Unremembered (Unremembered #1)(49)



My hands fall limp at my sides as I surrender.

I close my eyes and let go. Because I don’t have a choice.

‘Do you have to leave so soon?’

I recognize my own voice. I’m speaking to someone.

I glance up to see him. Rio. Standing by the front door.

My front door.

It’s the same living room.

The same house.

He nods solemnly. ‘Yes. I’m sorry, Sera. But I have to get back to work.’ He raises his finger to the white plate on the wall. The electronic door beeps.

‘When will you be home?’ I ask.

Home.

The word yanks me out.

Did he live with me?

In the barn he told me that I was his greatest creation. Does that mean he’s my . . .

But I can’t bring myself to think it.

Instead I remind myself what Zen said. It was all a manipulation. A lie. None of it was real.

‘I’ll be back in a few hours,’ Rio replies. But he doesn’t leave right away. He lingers by the door, hesitating, before turning back slowly and asking, ‘Did you have fun today?’ His voice is light and cheerful but there’s something in his eyes that doesn’t match.

Regret?

Sorrow?

Remorse?

Guilt.

The girl in the memory was the one who asked the question but now I’m the one who answers it. I didn’t recognize it back then when I was standing in that living room. I didn’t have the right frame of reference. But now I do. Because I’ve been haunted by that very same emotion. And it leaves a mark.

A mark that looks like that.

‘Yes!’ I say, swooning slightly. ‘It was a perfect day.’

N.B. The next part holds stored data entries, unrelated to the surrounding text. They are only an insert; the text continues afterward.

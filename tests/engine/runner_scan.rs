//! Scans that run to completion, fail, or cannot start.

use std::path::Path;
use std::time::Duration;

use scanmon::engine::{CancelToken, RunnerError, ScanRequest, ScanStatus, run_external_scan};

use super::support::{Event, Recording, fake_scanner};

/// Generous timeout for scans expected to finish on their own.
const LONG: Duration = Duration::from_secs(20);

#[tokio::test]
/// What: Five examined items and one match complete with the parsed count.
///
/// Inputs:
/// - Fake engine printing 5 `Scanning` lines, one `FOUND` line and `Infected files: 1`, exit 0.
///
/// Output:
/// - `Completed { infected: 1 }`, progress reaches 5 items at 100%, one finding shown.
///
/// Details:
/// - Reporter sees start, progress, finding and finish in that order.
async fn completed_scan_reports_progress_and_findings() {
    let cmd = fake_scanner(
        r#"for i in 1 2 3 4 5; do echo "Scanning $1/file$i"; done
echo "$1/file3: Eicar-Test-Signature FOUND"
echo "----------- SCAN SUMMARY -----------"
echo "Infected files: 1"
exit 0"#,
    );
    let cancel = CancelToken::new();
    let reporter = Recording::default();
    let outcome = run_external_scan(
        &cmd,
        ScanRequest {
            target: Path::new("/srv/data"),
            expected_items: 5,
            timeout: LONG,
            cancel: &cancel,
        },
        &reporter,
    )
    .await
    .expect("scan");

    assert_eq!(outcome.status, ScanStatus::Completed { infected: 1 });
    assert_eq!(outcome.infected_count(), Some(1));
    assert_eq!(reporter.last_progress(), Some((5, 100)));
    assert_eq!(
        reporter.findings(),
        vec!["/srv/data/file3: Eicar-Test-Signature FOUND".to_string()]
    );
    let events = reporter.events();
    assert_eq!(events.first(), Some(&Event::Started("/srv/data".to_string(), 5)));
    assert_eq!(events.last(), Some(&Event::Finished));
    assert_eq!(outcome.transcript.lines().count(), 8);
    assert!(outcome.duration > Duration::ZERO);
}

#[tokio::test]
/// What: Standard error output becomes warnings without affecting the status.
///
/// Inputs:
/// - Fake engine writing one stderr line and a clean summary, exit 0.
///
/// Output:
/// - `Completed { infected: 0 }` with the stderr line reported and captured.
async fn stderr_lines_are_warnings_only() {
    let cmd = fake_scanner(
        r#"echo "Scanning $1/a"
echo "LibClamAV Warning: odd file" >&2
echo "Infected files: 0""#,
    );
    let cancel = CancelToken::new();
    let reporter = Recording::default();
    let outcome = run_external_scan(
        &cmd,
        ScanRequest {
            target: Path::new("/tmp"),
            expected_items: 1,
            timeout: LONG,
            cancel: &cancel,
        },
        &reporter,
    )
    .await
    .expect("scan");
    assert_eq!(outcome.status, ScanStatus::Completed { infected: 0 });
    assert_eq!(reporter.warnings(), vec!["LibClamAV Warning: odd file".to_string()]);
    assert!(outcome.stderr.contains("odd file"));
}

#[tokio::test]
/// What: A missing summary yields zero infected files and a zero estimate still scans.
///
/// Inputs:
/// - Fake engine printing two `Scanning` lines and no summary; expected items 0.
///
/// Output:
/// - `Completed { infected: 0 }`, progress shows 100% once anything was examined.
async fn missing_summary_counts_as_zero() {
    let cmd = fake_scanner(r#"echo "Scanning $1/a"; echo "Scanning $1/b""#);
    let cancel = CancelToken::new();
    let reporter = Recording::default();
    let outcome = run_external_scan(
        &cmd,
        ScanRequest {
            target: Path::new("/tmp"),
            expected_items: 0,
            timeout: LONG,
            cancel: &cancel,
        },
        &reporter,
    )
    .await
    .expect("scan");
    assert_eq!(outcome.status, ScanStatus::Completed { infected: 0 });
    assert_eq!(reporter.last_progress(), Some((2, 100)));
}

#[tokio::test]
/// What: A non-zero exit surfaces as `NonZeroExit` with the code and captured text.
///
/// Inputs:
/// - Fake engine printing a line and exiting with 2.
///
/// Output:
/// - `Err(RunnerError::NonZeroExit { code: Some(2), .. })` with the transcript kept.
async fn non_zero_exit_is_an_error() {
    let cmd = fake_scanner(r#"echo "Scanning $1/a"; echo "ERROR: broken" >&2; exit 2"#);
    let cancel = CancelToken::new();
    let reporter = Recording::default();
    let err = run_external_scan(
        &cmd,
        ScanRequest {
            target: Path::new("/tmp"),
            expected_items: 1,
            timeout: LONG,
            cancel: &cancel,
        },
        &reporter,
    )
    .await
    .expect_err("non-zero exit");
    assert_eq!(err.exit_code(), Some(2));
    match err {
        RunnerError::NonZeroExit {
            transcript, stderr, ..
        } => {
            assert_eq!(transcript, "Scanning /tmp/a\n");
            assert_eq!(stderr, "ERROR: broken\n");
        }
        other => panic!("unexpected error {other:?}"),
    }
}

#[tokio::test]
/// What: The configured detection exit code completes only when a summary is present.
///
/// Inputs:
/// - Fake engine exiting 1 with `Infected files: 1`; the same without a summary.
///
/// Output:
/// - `Completed { infected: 1 }` when `infected_exit_code = Some(1)`; errors otherwise.
async fn infected_exit_code_is_opt_in() {
    let cancel = CancelToken::new();
    let reporter = Recording::default();
    let request = ScanRequest {
        target: Path::new("/tmp"),
        expected_items: 1,
        timeout: LONG,
        cancel: &cancel,
    };
    let with_summary = r#"echo "/tmp/x: Eicar FOUND"; echo "Infected files: 1"; exit 1"#;

    let opted_in = fake_scanner(with_summary).with_infected_exit_code(Some(1));
    let outcome = run_external_scan(&opted_in, request, &reporter)
        .await
        .expect("scan");
    assert_eq!(outcome.status, ScanStatus::Completed { infected: 1 });

    let default = fake_scanner(with_summary);
    let err = run_external_scan(&default, request, &reporter)
        .await
        .expect_err("non-zero exit");
    assert_eq!(err.exit_code(), Some(1));

    let no_summary = fake_scanner("exit 1").with_infected_exit_code(Some(1));
    assert!(run_external_scan(&no_summary, request, &reporter).await.is_err());
}

#[tokio::test]
/// What: A binary that cannot be launched surfaces `RunnerError::Spawn`.
///
/// Inputs:
/// - Program path that does not exist.
///
/// Output:
/// - `Err(Spawn)` naming the program; the reporter is still finished.
async fn spawn_failure_is_reported() {
    let mut cmd = fake_scanner("exit 0");
    cmd.program = "/nonexistent/scanmon-clamscan".to_string();
    let cancel = CancelToken::new();
    let reporter = Recording::default();
    let err = run_external_scan(
        &cmd,
        ScanRequest {
            target: Path::new("/tmp"),
            expected_items: 0,
            timeout: LONG,
            cancel: &cancel,
        },
        &reporter,
    )
    .await
    .expect_err("spawn failure");
    match err {
        RunnerError::Spawn { program, .. } => assert_eq!(program, "/nonexistent/scanmon-clamscan"),
        other => panic!("unexpected error {other:?}"),
    }
    assert_eq!(reporter.events().last(), Some(&Event::Finished));
}

#[tokio::test]
/// What: Target paths with shell metacharacters are passed as one inert argument.
///
/// Inputs:
/// - Target `/tmp/a b;touch x` echoed back by the fake engine.
///
/// Output:
/// - The transcript contains the path verbatim.
async fn target_is_a_single_argument() {
    let cmd = fake_scanner(r#"echo "Scanning [$1]"; echo "Infected files: 0""#);
    let cancel = CancelToken::new();
    let reporter = Recording::default();
    let outcome = run_external_scan(
        &cmd,
        ScanRequest {
            target: Path::new("/tmp/a b;touch x"),
            expected_items: 1,
            timeout: LONG,
            cancel: &cancel,
        },
        &reporter,
    )
    .await
    .expect("scan");
    assert!(outcome.transcript.contains("Scanning [/tmp/a b;touch x]"));
}

#[tokio::test]
/// What: Coloured CRLF output is matched as plain text but kept verbatim in the transcript.
///
/// Inputs:
/// - Fake engine printing a CRLF `Scanning` line, a red `FOUND` line and a summary.
///
/// Output:
/// - `Completed { infected: 1 }`, a plain finding, and a transcript holding the
///   escape codes and carriage returns exactly as printed.
async fn transcript_keeps_output_verbatim() {
    let cmd = fake_scanner(
        r"printf 'Scanning %s/a\r\n\033[31m%s/a: Eicar FOUND\033[0m\r\nInfected files: 1\r\n' $1 $1",
    );
    let cancel = CancelToken::new();
    let reporter = Recording::default();
    let outcome = run_external_scan(
        &cmd,
        ScanRequest {
            target: Path::new("/srv/data"),
            expected_items: 1,
            timeout: LONG,
            cancel: &cancel,
        },
        &reporter,
    )
    .await
    .expect("scan");

    assert_eq!(outcome.status, ScanStatus::Completed { infected: 1 });
    assert_eq!(reporter.findings(), vec!["/srv/data/a: Eicar FOUND".to_string()]);
    assert_eq!(reporter.last_progress(), Some((1, 100)));
    assert_eq!(
        outcome.transcript,
        "Scanning /srv/data/a\r\n\u{1b}[31m/srv/data/a: Eicar FOUND\u{1b}[0m\r\nInfected files: 1\r\n"
    );
}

He smiles. A sad, tired smile that almost looks like something else entirely. ‘Good. I’m glad.’

The room fades to white.

I keep my eyes closed. Even though I know it’s over. I can’t face reality yet. I’m not sure I even know what that is any more.

‘A perfect day.’

That was my response.

Exactly as Zen described.

But Rio wasn’t really asking me about my day. He was asking if I believed the lie. He was making sure the memory implant was a success.

My eyes snap open and land directly on the door. The muscles in my legs explode with fire. I heed their request and break for the door, crossing the room in a blur.

I can’t stay here another minute.

Zen leaps from his chair but doesn’t attempt to chase after me. I think he knows he’ll never be able to keep up. Instead he tries to apprehend me with his words.

‘Sera. Please. Don’t.’

It works. The anguish in his voice brings me to a stop just short of the door.

‘You can’t keep running away every time you’re afraid,’ he cautions me. ‘At some point you have to stay and fight for what you know is right.’

I stare longingly at the door handle, my fingers twitching. My whole body screaming.

‘I stole these memories from Diotech so that I could show you. So you could see it for yourself. Because I need you to trust me. And I knew you wouldn’t believe me any other way.’ His voice cracks, but the intensity never breaks. ‘Sera, please,’ he implores. ‘I need you back on my side.’

Despite every impulse that’s urging me out that door, I turn and glance back, moisture pooling on the surface of my eyes.

‘I know how hard it is for you to hear all of this,’ Zen continues, ‘because I’ve watched you learn the truth before. When we discovered it together. But we had more time then. To let it sink in. We don’t have that luxury now. They’re coming for you. They won’t stop until they find you. And they will take you back there.’

The first tear leaks out, tracing a crooked line down my cheek. ‘Was none of my life real?’ I whisper.

He exhales, his shoulders falling. ‘I was real,’ he says.

He takes one step towards me. Then another. Moving slowly as though he was approaching a frightened injured animal in the woods. And I guess that’s what I must look like right now. It’s certainly how I feel.

He stops only inches away. Then he reaches out and cups my locket in his hand.

‘That’s why I put the pebble in here,’ he says. ‘So if you were ever in doubt, you could touch it and feel it and know that what we had was never fake. It was never generated by a computer and implanted in your brain. It was always real.’

I begin to shiver. It starts out small. A delicate tremble. But then it grows. Stronger and harder, until I’m shaking violently. My teeth chattering. My body convulsing.

Zen runs to the makeshift bed in the centre of the classroom and returns with the blanket. As soon as he wraps it around me, I crumple. Every muscle from my head to my feet giving out one by one, like a chain reaction.

Zen catches me just before I hit the floor. Then, in one fluid motion, he drapes my limp hand around the back of his neck, bends down and, with his elbow tucked under my knees, scoops me effortlessly into his arms.

My head sags against his chest as he carries me back to the foam pad on the floor and lowers me to it. I collapse on my side, my legs rejoicing and my head sinking eagerly into the pillow. It’s only now that I realize how tired I am.

I peer up at the clock on the wall. It’s 3:42 in the morning.